**Collected data entries:**
━━━━━━━━━━━━━━━━━━━━

//! Config file discovery, loading, and environment variable overlay.

use crate::{ConfigError, TransitConfig};
use std::env;
use std::path::{Path, PathBuf};

/// Information about where config values came from.
#[derive(Debug, Clone, Default)]
pub struct ConfigSources {
    /// Config files that were loaded (in order).
    pub files: Vec<PathBuf>,
    /// Environment variables that overrode config values.
    pub env_overrides: Vec<String>,
}

/// Discover config files in standard locations.
///
/// Returns paths in load order (system, user, local). Only returns files
/// that exist.
pub fn discover_config_files() -> Vec<PathBuf> {
    discover_config_files_with_override(None)
}

/// Discover config files, optionally with a CLI override path.
///
/// If `cli_path` is provided and exists, it replaces the local override.
/// Returns paths in load order (system, user, local/cli).
pub fn discover_config_files_with_override(cli_path: Option<&Path>) -> Vec<PathBuf> {
    let mut files = Vec::new();

    let system = PathBuf::from("/etc/transit/config.toml");
    if system.exists() {
        files.push(system);
    }

    if let Some(config_dir) = directories::BaseDirs::new().map(|d| d.config_dir().to_path_buf()) {
        let user = config_dir.join("transit/config.toml");
        if user.exists() {
            files.push(user);
        }
    }

    if let Some(path) = cli_path {
        if path.exists() {
            files.push(path.to_path_buf());
            return files;
        }
    }

    let local = PathBuf::from("transit.toml");
    if local.exists() {
        files.push(local);
    }

    files
}

/// Load a `TransitConfig` from a single TOML file, filling unset fields
/// with compiled defaults via serde.
pub fn load_from_file(path: &Path) -> Result<TransitConfig, ConfigError> {
    let contents = std::fs::read_to_string(path).map_err(|e| ConfigError::FileRead {
        path: path.to_path_buf(),
        source: e,
    })?;

    toml::from_str(&contents).map_err(|e| ConfigError::Parse {
        path: path.to_path_buf(),
        message: e.to_string(),
    })
}

/// Apply environment variable overrides to config.
///
/// `TRANSIT_PROTOCOL_VERSION`, `TRANSIT_MAX_QUEUE_SIZE`, `TRANSIT_BACKOFF_BASE_MS`,
/// `TRANSIT_BACKOFF_MAX_MS`, `TRANSIT_HEARTBEAT_INTERVAL_MS`,
/// `TRANSIT_PING_INTERVAL_MS`, `TRANSIT_HANDSHAKE_GRACE_MS`, `TRANSIT_LOG_LEVEL`
/// (also `RUST_LOG`, matching the convention every other crate in this
/// workspace honors).
pub fn apply_env_overrides(config: &mut TransitConfig, sources: &mut ConfigSources) {
    if let Ok(v) = env::var("TRANSIT_PROTOCOL_VERSION") {
        config.protocol_version = v;
        sources.env_overrides.push("TRANSIT_PROTOCOL_VERSION".to_string());
    }
    if let Some(v) = parse_env("TRANSIT_MAX_QUEUE_SIZE", sources) {
        config.max_queue_size = v;
    }
    if let Some(v) = parse_env("TRANSIT_BACKOFF_BASE_MS", sources) {
        config.backoff.base_ms = v;
    }
    if let Some(v) = parse_env("TRANSIT_BACKOFF_MAX_MS", sources) {
        config.backoff.max_ms = v;
    }
    if let Some(v) = parse_env("TRANSIT_HEARTBEAT_INTERVAL_MS", sources) {
        config.heartbeat.interval_ms = v;
    }
    if let Some(v) = parse_env("TRANSIT_PING_INTERVAL_MS", sources) {
        config.heartbeat.ping_interval_ms = v;
    }
    if let Some(v) = parse_env("TRANSIT_HANDSHAKE_GRACE_MS", sources) {
        config.heartbeat.handshake_grace_ms = v;
    }
    if let Ok(v) = env::var("TRANSIT_LOG_LEVEL") {
        config.telemetry.log_level = v;
        sources.env_overrides.push("TRANSIT_LOG_LEVEL".to_string());
    }
    if let Ok(v) = env::var("RUST_LOG") {
        config.telemetry.log_level = v;
        sources.env_overrides.push("RUST_LOG".to_string());
    }
}

fn parse_env<T: std::str::FromStr>(name: &str, sources: &mut ConfigSources) -> Option<T> {
    let v = env::var(name).ok()?;
    let parsed = v.parse().ok();
    if parsed.is_some() {
        sources.env_overrides.push(name.to_string());
    }
    parsed
}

━━━━━━━━━━━━━━━━━━━━

**Exercise details:**
Nothing but the lines from the one with "config.heartbeat.ping_interval_ms = v;" through the end of the data above should be reproduced, each exactly, both ends included.

**Written solution:**
        config.heartbeat.ping_interval_ms = v;
    }
    if let Some(v) = parse_env("TRANSIT_HANDSHAKE_GRACE_MS", sources) {
        config.heartbeat.handshake_grace_ms = v;
    }
    if let Ok(v) = env::var("TRANSIT_LOG_LEVEL") {
        config.telemetry.log_level = v;
        sources.env_overrides.push("TRANSIT_LOG_LEVEL".to_string());
    }
    if let Ok(v) = env::var("RUST_LOG") {
        config.telemetry.log_level = v;
        sources.env_overrides.push("RUST_LOG".to_string());
    }
}

fn parse_env<T: std::str::FromStr>(name: &str, sources: &mut ConfigSources) -> Option<T> {
    let v = env::var(name).ok()?;
    let parsed = v.parse().ok();
    if parsed.is_some() {
        sources.env_overrides.push(name.to_string());
    }
    parsed
}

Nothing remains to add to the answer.